> **Dataset entries**
========

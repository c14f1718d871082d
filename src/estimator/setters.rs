use crate::estimator::core::QpsIvEstimator;
use crate::sampler::BallSampling;

impl QpsIvEstimator {
    // Set methods for parameters

    /// Set the ball radius on the estimator.
    /// * `delta` - Radius of the ball around the standardized continuous covariates.
    pub fn set_delta(mut self, delta: f64) -> Self {
        self.cfg.delta = delta;
        self
    }

    /// Set the number of draws on the estimator.
    /// * `draws` - Monte Carlo draws per individual. More draws reduce the
    ///   simulation noise of each quasi-propensity score at a linear cost in
    ///   scoring function calls.
    pub fn set_draws(mut self, draws: usize) -> Self {
        self.cfg.draws = draws;
        self
    }

    /// Set the seed on the estimator.
    /// * `seed` - Seed of the random source for the ball draws.
    pub fn set_seed(mut self, seed: u64) -> Self {
        self.cfg.seed = seed;
        self
    }

    /// Set the number of threads on the estimator.
    /// * `num_threads` - Set the number of threads to be used for the quasi-propensity scores.
    pub fn set_num_threads(mut self, num_threads: Option<usize>) -> Self {
        self.cfg.num_threads = num_threads;
        self
    }

    /// Set parallel on the estimator.
    /// * `parallel` - Score individuals concurrently.
    pub fn set_parallel(mut self, parallel: bool) -> Self {
        self.cfg.parallel = parallel;
        self
    }

    /// Set the sampling method on the estimator.
    /// * `sampling` - Direction sampling method of the ball sampler.
    pub fn set_sampling(mut self, sampling: BallSampling) -> Self {
        self.cfg.sampling = sampling;
        self
    }
}
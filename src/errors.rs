//! Errors
//!
//! Custom error types used throughout the `qpsiv` crate.
use thiserror::Error;

/// Errors that can occur while computing quasi-propensity scores or the 2SLS estimate.
#[derive(Debug, Error, Clone, PartialEq)]
pub enum QpsIvError {
    /// Row or column counts of the inputs disagree.
    #[error("Shape mismatch: {0}")]
    ShapeMismatch(String),
    /// A continuous covariate has zero (or non-finite) standard deviation.
    #[error("Continuous covariate {0} has no variance, it cannot be standardized.")]
    DegenerateStandardization(usize),
    /// The covariates contain no continuous column to sample around.
    #[error("At least one continuous covariate is required to sample the quasi-propensity score.")]
    NoContinuousCovariates,
    /// No individual has a quasi-propensity score strictly inside (0, 1).
    #[error("Insufficient identification: none of the {0} individuals has a quasi-propensity score strictly between 0 and 1.")]
    InsufficientIdentification(usize),
    /// The 2SLS moment matrix cannot be inverted.
    #[error("Singular design: {0} is not invertible.")]
    SingularDesign(String),
    /// The scoring function failed or returned a value outside [0, 1].
    #[error("Scoring function fault: {0}")]
    ScoringCapabilityFault(String),
    /// First value is the name of the parameter, second is expected, third is what was passed.
    #[error("Invalid parameter value passed for {0}, expected {1} but {2} provided.")]
    InvalidParameter(String, String, String),
    /// Unable to serialize or deserialize an estimation result.
    #[error("Unable to (de)serialize: {0}")]
    Serialization(String),
}
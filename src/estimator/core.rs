use crate::causal::filter::interior_indices;
use crate::causal::iv::{fit_2sls, EstimationResult};
use crate::causal::qps::QpsEstimator;
use crate::data::{CovariateRows, Covariates};
use crate::errors::QpsIvError;
use crate::estimator::config::EstimatorConfig;
use crate::sampler::UniformBallSampler;
use crate::scorer::Scorer;
use crate::standardize::standardize_rows;
use crate::utils::{validate_length, validate_positive_count_parameter, validate_positive_float_parameter};
use log::{debug, info};
use serde::{Deserialize, Serialize};
use std::time::Instant;

/// QPS-IV estimator object
#[derive(Debug, Clone, Default, PartialEq, Serialize, Deserialize)]
pub struct QpsIvEstimator {
    /// Estimator configuration.
    pub cfg: EstimatorConfig,
}

impl QpsIvEstimator {
    /// Estimator object.
    ///
    /// * `delta` - radius of the ball around each individual's standardized continuous covariates.
    /// * `draws` - number of Monte Carlo draws per individual.
    /// * `seed` - seed of the random source for the ball draws.
    pub fn new(delta: f64, draws: usize, seed: u64) -> Result<Self, QpsIvError> {
        let cfg = EstimatorConfig {
            delta,
            draws,
            seed,
            ..EstimatorConfig::default()
        };
        QpsIvEstimator::from_config(cfg)
    }

    /// Estimator object from a full configuration.
    pub fn from_config(cfg: EstimatorConfig) -> Result<Self, QpsIvError> {
        let estimator = QpsIvEstimator { cfg };
        estimator.validate_parameters()?;
        Ok(estimator)
    }

    pub fn validate_parameters(&self) -> Result<(), QpsIvError> {
        validate_positive_float_parameter(self.cfg.delta, "delta")?;
        validate_positive_count_parameter(self.cfg.draws, "draws")?;
        if let Some(num_threads) = self.cfg.num_threads {
            validate_positive_count_parameter(num_threads, "num_threads")?;
        }
        Ok(())
    }

    /// Quasi-propensity score of every individual.
    ///
    /// * `scorer` - The recommendation scoring function, evaluated on raw-scale covariates.
    /// * `covariates` - Covariates of every individual.
    pub fn compute_qps<S: Scorer + ?Sized>(&self, scorer: &S, covariates: &Covariates) -> Result<Vec<f64>, QpsIvError> {
        self.validate_parameters()?;
        let rows = covariates.resolve()?;
        self.qps_from_rows(scorer, &rows)
    }

    /// Estimate the causal effect of the treatment on the outcome.
    ///
    /// * `outcome` - Outcome of every individual.
    /// * `treatment` - Treatment of every individual (0 or 1).
    /// * `instrument` - Recommendation of every individual (0 or 1).
    /// * `scorer` - The recommendation scoring function, evaluated on raw-scale covariates.
    /// * `covariates` - Covariates of every individual.
    pub fn estimate<S: Scorer + ?Sized>(
        &self,
        outcome: &[f64],
        treatment: &[f64],
        instrument: &[f64],
        scorer: &S,
        covariates: &Covariates,
    ) -> Result<EstimationResult, QpsIvError> {
        let start = Instant::now();
        self.validate_parameters()?;

        let n = outcome.len();
        validate_length(treatment, n, "treatment")?;
        validate_length(instrument, n, "instrument")?;
        if covariates.rows() != n {
            return Err(QpsIvError::ShapeMismatch(format!(
                "covariates describe {} individuals but the outcome has {} entries",
                covariates.rows(),
                n
            )));
        }
        let rows = covariates.resolve()?;

        let qps = self.qps_from_rows(scorer, &rows)?;
        let retained = interior_indices(&qps)?;
        info!(
            "Retained {} of {} individuals with a quasi-propensity score in (0, 1).",
            retained.len(),
            n
        );

        let result = fit_2sls(outcome, treatment, instrument, &qps, &retained)?;
        info!(
            "Estimated treatment effect {:.4} (robust std. error {:.4}) in {:.2} seconds.",
            result.treatment_effect(),
            result.treatment_std_error(),
            start.elapsed().as_secs_f32()
        );
        Ok(result)
    }

    fn qps_from_rows<S: Scorer + ?Sized>(&self, scorer: &S, rows: &CovariateRows) -> Result<Vec<f64>, QpsIvError> {
        let (standardized, moments) = standardize_rows(&rows.continuous)?;
        let sampler = UniformBallSampler::new(self.cfg.delta, self.cfg.sampling)?;
        let qps = QpsEstimator::new(sampler, self.cfg.draws, &moments, scorer)?;

        let start = Instant::now();
        let scores = if self.cfg.parallel {
            let num_threads = match self.cfg.num_threads {
                Some(num_threads) => num_threads,
                None => std::thread::available_parallelism().map_or(1, |n| n.get()),
            };
            let pool = rayon::ThreadPoolBuilder::new()
                .num_threads(num_threads)
                .build()
                .map_err(|e| {
                    QpsIvError::InvalidParameter("num_threads".to_string(), "a buildable thread pool".to_string(), e.to_string())
                })?;
            pool.install(|| qps.score_all(&standardized, &rows.discrete, self.cfg.seed, true))?
        } else {
            qps.score_all(&standardized, &rows.discrete, self.cfg.seed, false)?
        };
        debug!(
            "Computed {} quasi-propensity scores in {:.2} seconds.",
            scores.len(),
            start.elapsed().as_secs_f32()
        );
        Ok(scores)
    }
}

/// Estimate the causal effect with the default configuration and the given bandwidth and draws.
///
/// * `outcome` - Outcome of every individual.
/// * `treatment` - Treatment of every individual.
/// * `instrument` - Recommendation of every individual.
/// * `scorer` - The recommendation scoring function.
/// * `delta` - Radius of the ball around the standardized continuous covariates.
/// * `draws` - Number of Monte Carlo draws per individual.
/// * `covariates` - Covariates of every individual.
pub fn estimate<S: Scorer + ?Sized>(
    outcome: &[f64],
    treatment: &[f64],
    instrument: &[f64],
    scorer: &S,
    delta: f64,
    draws: usize,
    covariates: &Covariates,
) -> Result<EstimationResult, QpsIvError> {
    QpsIvEstimator::new(delta, draws, 0)?.estimate(outcome, treatment, instrument, scorer, covariates)
}
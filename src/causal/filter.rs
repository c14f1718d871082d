//! Filter
//!
//! Keeps the individuals whose quasi-propensity score lies strictly inside (0, 1).
//! Individuals with a score of exactly 0 or 1 have no local variation in the
//! recommendation and carry no identifying information.
use crate::errors::QpsIvError;
use log::warn;

/// Indices `i` with `0 < qps[i] < 1`, in increasing order.
///
/// Fails with [`QpsIvError::InsufficientIdentification`] if no index remains.
pub fn interior_indices(qps: &[f64]) -> Result<Vec<usize>, QpsIvError> {
    let kept: Vec<usize> = qps
        .iter()
        .enumerate()
        .filter(|(_, p)| **p > 0.0 && **p < 1.0)
        .map(|(i, _)| i)
        .collect();
    if kept.is_empty() {
        return Err(QpsIvError::InsufficientIdentification(qps.len()));
    }
    if kept.len() < qps.len() {
        warn!(
            "Dropping {} of {} individuals with a quasi-propensity score of 0 or 1.",
            qps.len() - kept.len(),
            qps.len()
        );
    }
    Ok(kept)
}
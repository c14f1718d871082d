//! Instrumental Variable (2SLS) Estimator
//!
//! Closed-form two-stage least squares with the machine-learning recommendation
//! as the instrument for treatment and the quasi-propensity score as an included
//! exogenous control.
//!
//! # Model Structure
//!
//! For the retained individuals, with $Z$ the recommendation, $D$ the treatment
//! and $Y$ the outcome:
//!
//! $$ Y_i = \beta_0 + \beta_1 D_i + \beta_2 \, QPS_i + \epsilon_i $$
//!
//! * $W$ stacks the rows $(1, Z_i, QPS_i)$ and $V$ the rows $(1, D_i, QPS_i)$.
//! * $\hat\beta = (W V')^{-1} W Y$
//! * $\hat\Sigma = (W V')^{-1} \, W \, \mathrm{diag}(\hat e^2) \, W' \, (V W')^{-1}$,
//!   the heteroskedasticity-robust sandwich.
use crate::errors::QpsIvError;
use crate::linalg::{cross_product, equilibrated_inverse, to_rows};
use crate::utils::{fmt_vec_output, validate_finite, validate_length};
use nalgebra::Vector3;
use serde::{Deserialize, Serialize};
use std::fmt;

const COEFFICIENT_NAMES: [&str; 3] = ["intercept", "treatment", "qps"];

/// Result of the 2SLS estimation.
#[derive(Debug, Clone, PartialEq, Serialize, Deserialize)]
pub struct EstimationResult {
    /// Coefficients `[intercept, treatment effect, QPS effect]`.
    pub coefficients: [f64; 3],
    /// Heteroskedasticity-robust covariance matrix of the coefficients.
    pub covariance: [[f64; 3]; 3],
    /// Number of individuals with a quasi-propensity score strictly inside (0, 1).
    pub n_obs: usize,
    /// Indices of the retained individuals in the original sample.
    pub retained: Vec<usize>,
    /// Quasi-propensity scores of the retained individuals.
    pub qps: Vec<f64>,
}

impl EstimationResult {
    /// Robust standard errors of the coefficients.
    pub fn std_errors(&self) -> [f64; 3] {
        [
            self.covariance[0][0].sqrt(),
            self.covariance[1][1].sqrt(),
            self.covariance[2][2].sqrt(),
        ]
    }

    /// Estimated treatment effect.
    pub fn treatment_effect(&self) -> f64 {
        self.coefficients[1]
    }

    /// Robust standard error of the treatment effect.
    pub fn treatment_std_error(&self) -> f64 {
        self.covariance[1][1].sqrt()
    }

    /// t-statistics of the coefficients.
    pub fn t_statistics(&self) -> [f64; 3] {
        let se = self.std_errors();
        [
            self.coefficients[0] / se[0],
            self.coefficients[1] / se[1],
            self.coefficients[2] / se[2],
        ]
    }

    /// Save the result as a json string.
    pub fn json_dump(&self) -> Result<String, QpsIvError> {
        serde_json::to_string(self).map_err(|e| QpsIvError::Serialization(e.to_string()))
    }

    /// Load a result from a json string.
    pub fn from_json(json_str: &str) -> Result<Self, QpsIvError> {
        serde_json::from_str::<EstimationResult>(json_str).map_err(|e| QpsIvError::Serialization(e.to_string()))
    }
}

impl fmt::Display for EstimationResult {
    fn fmt(&self, f: &mut fmt::Formatter<'_>) -> fmt::Result {
        let se = self.std_errors();
        let t = self.t_statistics();
        writeln!(f, "IV-2SLS Estimation Summary (robust covariance)")?;
        writeln!(f, "No. Observations: {}", self.n_obs)?;
        writeln!(f, "{:<12}{:>14}{:>14}{:>10}", "", "Estimate", "Std. Error", "T-stat")?;
        for i in 0..3 {
            writeln!(
                f,
                "{:<12}{:>14.4}{:>14.4}{:>10.4}",
                COEFFICIENT_NAMES[i], self.coefficients[i], se[i], t[i]
            )?;
        }
        writeln!(f, "Covariance:")?;
        for row in &self.covariance {
            writeln!(f, "  [{}]", fmt_vec_output(row))?;
        }
        Ok(())
    }
}

/// Fit the 2SLS estimator on the individuals listed in `retained`.
///
/// * `outcome` - Outcomes $Y$ of every individual.
/// * `treatment` - Treatments $D$ of every individual.
/// * `instrument` - Recommendations $Z$ of every individual.
/// * `qps` - Quasi-propensity scores of every individual.
/// * `retained` - Indices of the individuals entering the estimation.
pub fn fit_2sls(
    outcome: &[f64],
    treatment: &[f64],
    instrument: &[f64],
    qps: &[f64],
    retained: &[usize],
) -> Result<EstimationResult, QpsIvError> {
    let n = outcome.len();
    validate_length(treatment, n, "treatment")?;
    validate_length(instrument, n, "instrument")?;
    validate_length(qps, n, "qps")?;
    if retained.is_empty() {
        return Err(QpsIvError::InsufficientIdentification(n));
    }
    if let Some(i) = retained.iter().find(|i| **i >= n) {
        return Err(QpsIvError::ShapeMismatch(format!(
            "retained index {} is out of range for {} individuals",
            i, n
        )));
    }

    validate_finite(outcome, retained, "outcome")?;
    validate_finite(treatment, retained, "treatment")?;
    validate_finite(instrument, retained, "instrument")?;
    validate_finite(qps, retained, "qps")?;

    // Columns of W and V.
    let w: Vec<Vector3<f64>> = retained.iter().map(|&i| Vector3::new(1.0, instrument[i], qps[i])).collect();
    let v: Vec<Vector3<f64>> = retained.iter().map(|&i| Vector3::new(1.0, treatment[i], qps[i])).collect();
    let y: Vec<f64> = retained.iter().map(|&i| outcome[i]).collect();

    let wv = cross_product(w.iter().zip(&v).map(|(a, b)| (a, b, 1.0)));
    let wv_inv = equilibrated_inverse(&wv).ok_or_else(|| QpsIvError::SingularDesign("W V'".to_string()))?;
    let vw_inv = equilibrated_inverse(&wv.transpose()).ok_or_else(|| QpsIvError::SingularDesign("V W'".to_string()))?;

    let wy = w.iter().zip(&y).fold(Vector3::zeros(), |acc, (wi, yi)| acc + wi * *yi);
    let beta = wv_inv * wy;

    // Squared second-stage residuals, using the observed treatment.
    let e2: Vec<f64> = v
        .iter()
        .zip(&y)
        .map(|(vi, yi)| {
            let e = yi - beta.dot(vi);
            e * e
        })
        .collect();
    let meat = cross_product(w.iter().zip(&e2).map(|(wi, ei)| (wi, wi, *ei)));
    let covariance = wv_inv * meat * vw_inv;

    if beta.iter().chain(covariance.iter()).any(|x| !x.is_finite()) {
        return Err(QpsIvError::SingularDesign(
            "W V' (estimates overflow the floating point range)".to_string(),
        ));
    }

    Ok(EstimationResult {
        coefficients: [beta[0], beta[1], beta[2]],
        covariance: to_rows(&covariance),
        n_obs: retained.len(),
        retained: retained.to_vec(),
        qps: retained.iter().map(|&i| qps[i]).collect(),
    })
}
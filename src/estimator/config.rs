//! Estimator Configuration
//!
//! Defines the configuration structure of the QPS-IV estimator: the sampling
//! bandwidth, the number of Monte Carlo draws and the random and threading setup.
use crate::errors::QpsIvError;
use crate::sampler::BallSampling;
use serde::{Deserialize, Serialize};

fn default_delta() -> f64 {
    2.0
}
fn default_draws() -> usize {
    20
}
fn default_seed() -> u64 {
    0
}
fn default_num_threads() -> Option<usize> {
    None
}
fn default_parallel() -> bool {
    true
}
fn default_sampling() -> BallSampling {
    BallSampling::Uniform
}

/// Configuration of the QPS-IV estimator.
#[derive(Debug, Clone, PartialEq, Serialize, Deserialize)]
pub struct EstimatorConfig {
    /// Radius of the ball around each individual's standardized continuous covariates.
    #[serde(default = "default_delta")]
    pub delta: f64,
    /// Number of Monte Carlo draws per individual.
    #[serde(default = "default_draws")]
    pub draws: usize,
    /// Seed of the random source used for the ball draws.
    #[serde(default = "default_seed")]
    pub seed: u64,
    /// Number of threads used to compute the quasi-propensity scores, all cores if `None`.
    #[serde(default = "default_num_threads")]
    pub num_threads: Option<usize>,
    /// Compute quasi-propensity scores of different individuals concurrently.
    #[serde(default = "default_parallel")]
    pub parallel: bool,
    /// Direction sampling method of the ball sampler.
    #[serde(default = "default_sampling")]
    pub sampling: BallSampling,
}

impl Default for EstimatorConfig {
    fn default() -> Self {
        EstimatorConfig {
            delta: default_delta(),
            draws: default_draws(),
            seed: default_seed(),
            num_threads: default_num_threads(),
            parallel: default_parallel(),
            sampling: default_sampling(),
        }
    }
}

impl EstimatorConfig {
    /// Load a configuration from a json string, filling missing fields with defaults.
    pub fn from_json(json_str: &str) -> Result<Self, QpsIvError> {
        serde_json::from_str::<EstimatorConfig>(json_str).map_err(|e| QpsIvError::Serialization(e.to_string()))
    }

    /// Save the configuration as a json string.
    pub fn json_dump(&self) -> Result<String, QpsIvError> {
        serde_json::to_string(self).map_err(|e| QpsIvError::Serialization(e.to_string()))
    }
}
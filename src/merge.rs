//! Flat-mapping merge engine
//!
//! Folds an ordered sequence of flat mappings into one effective view.
//! Merge is a path-wise union with last-writer-wins: for each exact
//! path, the last source containing it supplies the value, and paths
//! only present in earlier sources are retained. A later source never
//! erases a sibling path it does not set; override is per path, not
//! per subtree.

use tracing::debug;

use crate::mapping::FlatMapping;

/// Merge sources in priority order (lowest priority first).
///
/// Entry order in the result is first-appearance order across the
/// sources, so map binding observes keys in the order they were first
/// contributed.
pub fn merge(sources: &[FlatMapping]) -> FlatMapping {
    let mut merged = FlatMapping::new();
    for source in sources {
        for (path, value) in source.iter() {
            merged.set(path.clone(), value);
        }
    }
    debug!(
        event = "config.merge.computed",
        sources = sources.len(),
        entries = merged.len()
    );
    merged
}
//! flatconf - layered configuration flattening, merge, and binding
//!
//! Aggregates configuration from heterogeneous sources (JSON/TOML
//! documents, command-line arguments, in-memory mappings) into one
//! strongly-typed object graph:
//!
//! 1. Each source is flattened into an ordered mapping of
//!    dotted/indexed paths to raw string leaves.
//! 2. Sources merge path-wise with last-writer-wins override; a later
//!    source never erases sibling paths it does not set.
//! 3. Target types reconstruct themselves from the merged view through
//!    [`FromConfig`]: primitives, optionals, sequences, string-keyed
//!    maps, tuples, records, enums, and discriminator-selected
//!    polymorphic types.
//!
//! ```
//! use flatconf::{ConfigError, Container, FlatMapping, FromConfig, Path, Section};
//!
//! #[derive(Debug, PartialEq)]
//! struct Settings {
//!     port: u16,
//!     peers: Vec<String>,
//! }
//!
//! impl FromConfig for Settings {
//!     fn from_config(view: &FlatMapping, prefix: &Path) -> Result<Self, ConfigError> {
//!         let section = Section::new(view, prefix);
//!         Ok(Self {
//!             port: section.member_or("port", 8080)?,
//!             peers: section.member("peers")?,
//!         })
//!     }
//! }
//!
//! let mut container = Container::new();
//! container.add_args(["-peers", "a", "-peers", "b", "-port", "9000"]);
//! let settings: Settings = container.get()?;
//! assert_eq!(settings.port, 9000);
//! assert_eq!(settings.peers, vec!["a", "b"]);
//! # Ok::<(), flatconf::ConfigError>(())
//! ```

pub mod bind;
pub mod container;
pub mod error;
pub mod flatten;
pub mod mapping;
pub mod merge;
pub mod path;
pub mod source;

pub use bind::{bind_enum, DiscriminatorResolver, FromConfig, Section, Variant};
pub use container::Container;
pub use error::ConfigError;
pub use flatten::{flatten_args, flatten_document, toml_to_json};
pub use mapping::FlatMapping;
pub use merge::merge;
pub use path::{Path, PathContext};
pub use source::{FileFormat, FileSource, OriginKind, SourceOrigin};
//! Tagged-variant resolution for polymorphic targets
//!
//! An abstract target declares one member as its resolution key; each
//! concrete variant declares the literal tag that selects it. The
//! resolver is a registry of tag -> bind function, built once per
//! abstract type. Duplicate tags are a declaration error and are
//! rejected when the registry is built, before any input data is
//! consulted.

use crate::bind::scalar_text;
use crate::error::ConfigError;
use crate::mapping::FlatMapping;
use crate::path::Path;

/// One concrete variant of an abstract target: the tag that selects
/// it and the function that binds its member set.
pub struct Variant<T> {
    tag: &'static str,
    bind: fn(&FlatMapping, &Path) -> Result<T, ConfigError>,
}

impl<T> Variant<T> {
    pub fn new(tag: &'static str, bind: fn(&FlatMapping, &Path) -> Result<T, ConfigError>) -> Self {
        Self { tag, bind }
    }
}

/// Registry that picks a concrete variant by discriminator value.
pub struct DiscriminatorResolver<T> {
    key: &'static str,
    target: &'static str,
    variants: Vec<Variant<T>>,
}

impl<T> DiscriminatorResolver<T> {
    /// Build the registry for an abstract target.
    ///
    /// `key` is the member holding the discriminator. Fails with
    /// [`ConfigError::AmbiguousVariant`] if two variants declare the
    /// same tag.
    pub fn new(key: &'static str, variants: Vec<Variant<T>>) -> Result<Self, ConfigError> {
        let target = std::any::type_name::<T>();
        for (position, variant) in variants.iter().enumerate() {
            if variants[..position].iter().any(|v| v.tag == variant.tag) {
                return Err(ConfigError::AmbiguousVariant {
                    tag: variant.tag.to_string(),
                    target,
                });
            }
        }
        Ok(Self {
            key,
            target,
            variants,
        })
    }

    /// The discriminator member name.
    pub fn key(&self) -> &'static str {
        self.key
    }

    /// Read the discriminator at `prefix.key` and bind the selected
    /// variant's members at `prefix`.
    ///
    /// The discriminator entry itself is consumed here and is not
    /// re-bound as a regular member.
    pub fn resolve(&self, view: &FlatMapping, prefix: &Path) -> Result<T, ConfigError> {
        let tag_path = prefix.child(self.key);
        let tag = scalar_text(view, &tag_path, self.target)?;
        match self.variants.iter().find(|v| v.tag == tag) {
            Some(variant) => (variant.bind)(view, prefix),
            None => Err(ConfigError::UnknownVariant {
                path: tag_path,
                tag: tag.to_string(),
                expected: self
                    .variants
                    .iter()
                    .map(|v| v.tag)
                    .collect::<Vec<_>>()
                    .join(", "),
            }),
        }
    }
}

#[cfg(test)]
mod tests {
    use super::*;
    use crate::bind::{FromConfig, Section};

    #[derive(Debug, PartialEq)]
    enum Threshold {
        Narrow { value: u32 },
        Wide { value: i64 },
    }

    fn resolver() -> Result<DiscriminatorResolver<Threshold>, ConfigError> {
        DiscriminatorResolver::new(
            "type",
            vec![
                Variant::new("Narrow", |view, prefix| {
                    let section = Section::new(view, prefix);
                    Ok(Threshold::Narrow {
                        value: section.member("value")?,
                    })
                }),
                Variant::new("Wide", |view, prefix| {
                    let section = Section::new(view, prefix);
                    Ok(Threshold::Wide {
                        value: section.member("value")?,
                    })
                }),
            ],
        )
    }

    fn view(entries: &[(&str, &str)]) -> FlatMapping {
        let mut mapping = FlatMapping::new();
        for (path, value) in entries {
            mapping.set(Path::from_dotted(path), *value);
        }
        mapping
    }

    #[test]
    fn test_resolves_declared_variant() {
        let v = view(&[("abstract.type", "Narrow"), ("abstract.value", "7")]);
        let bound = resolver()
            .unwrap()
            .resolve(&v, &Path::from_dotted("abstract"))
            .unwrap();
        assert_eq!(bound, Threshold::Narrow { value: 7 });
    }

    #[test]
    fn test_same_data_selects_other_variant_by_tag() {
        let v = view(&[("abstract.type", "Wide"), ("abstract.value", "7")]);
        let bound = resolver()
            .unwrap()
            .resolve(&v, &Path::from_dotted("abstract"))
            .unwrap();
        assert_eq!(bound, Threshold::Wide { value: 7 });
    }

    #[test]
    fn test_unknown_tag() {
        let v = view(&[("abstract.type", "Elastic"), ("abstract.value", "7")]);
        match resolver()
            .unwrap()
            .resolve(&v, &Path::from_dotted("abstract"))
        {
            Err(ConfigError::UnknownVariant { tag, expected, .. }) => {
                assert_eq!(tag, "Elastic");
                assert_eq!(expected, "Narrow, Wide");
            }
            other => panic!("expected UnknownVariant, got {other:?}"),
        }
    }

    #[test]
    fn test_missing_discriminator() {
        let v = view(&[("abstract.value", "7")]);
        match resolver()
            .unwrap()
            .resolve(&v, &Path::from_dotted("abstract"))
        {
            Err(ConfigError::MissingValue { path, .. }) => {
                assert_eq!(path.to_string(), "abstract.type");
            }
            other => panic!("expected MissingValue, got {other:?}"),
        }
    }

    #[test]
    fn test_duplicate_tags_fail_at_build_time() {
        let result = DiscriminatorResolver::<Threshold>::new(
            "type",
            vec![
                Variant::new("Narrow", |_, _| Ok(Threshold::Narrow { value: 0 })),
                Variant::new("Narrow", |_, _| Ok(Threshold::Narrow { value: 1 })),
            ],
        );
        match result {
            Err(ConfigError::AmbiguousVariant { tag, .. }) => assert_eq!(tag, "Narrow"),
            _ => panic!("expected AmbiguousVariant"),
        }
    }

    #[test]
    fn test_discriminator_from_numbered_cli_entry() {
        // Command-line sources number every occurrence; the tag read
        // collapses a lone `type.0` the same way scalars do.
        let v = view(&[("abstract.type.0", "Narrow"), ("abstract.value.0", "9")]);
        let bound = resolver()
            .unwrap()
            .resolve(&v, &Path::from_dotted("abstract"))
            .unwrap();
        assert_eq!(bound, Threshold::Narrow { value: 9 });
    }

    #[test]
    fn test_usable_inside_from_config() {
        impl FromConfig for Threshold {
            fn from_config(view: &FlatMapping, prefix: &Path) -> Result<Self, ConfigError> {
                resolver()?.resolve(view, prefix)
            }
        }

        let v = view(&[("t.type", "Wide"), ("t.value", "-3")]);
        let bound: Option<Threshold> =
            FromConfig::from_config(&v, &Path::from_dotted("t")).unwrap();
        assert_eq!(bound, Some(Threshold::Wide { value: -3 }));
    }
}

========

> **ACTION ITEM**
Begin with the line above that has "pub fn set_delta(mut" and continue through the line that has "seed on the estimator.", setting each one down exactly. Stop there.

> **TASK SOLUTION**
    pub fn set_delta(mut self, delta: f64) -> Self {
        self.cfg.delta = delta;
        self
    }

    /// Set the number of draws on the estimator.
    /// * `draws` - Monte Carlo draws per individual. More draws reduce the
    ///   simulation noise of each quasi-propensity score at a linear cost in
    ///   scoring function calls.
    pub fn set_draws(mut self, draws: usize) -> Self {
        self.cfg.draws = draws;
        self
    }

    /// Set the seed on the estimator.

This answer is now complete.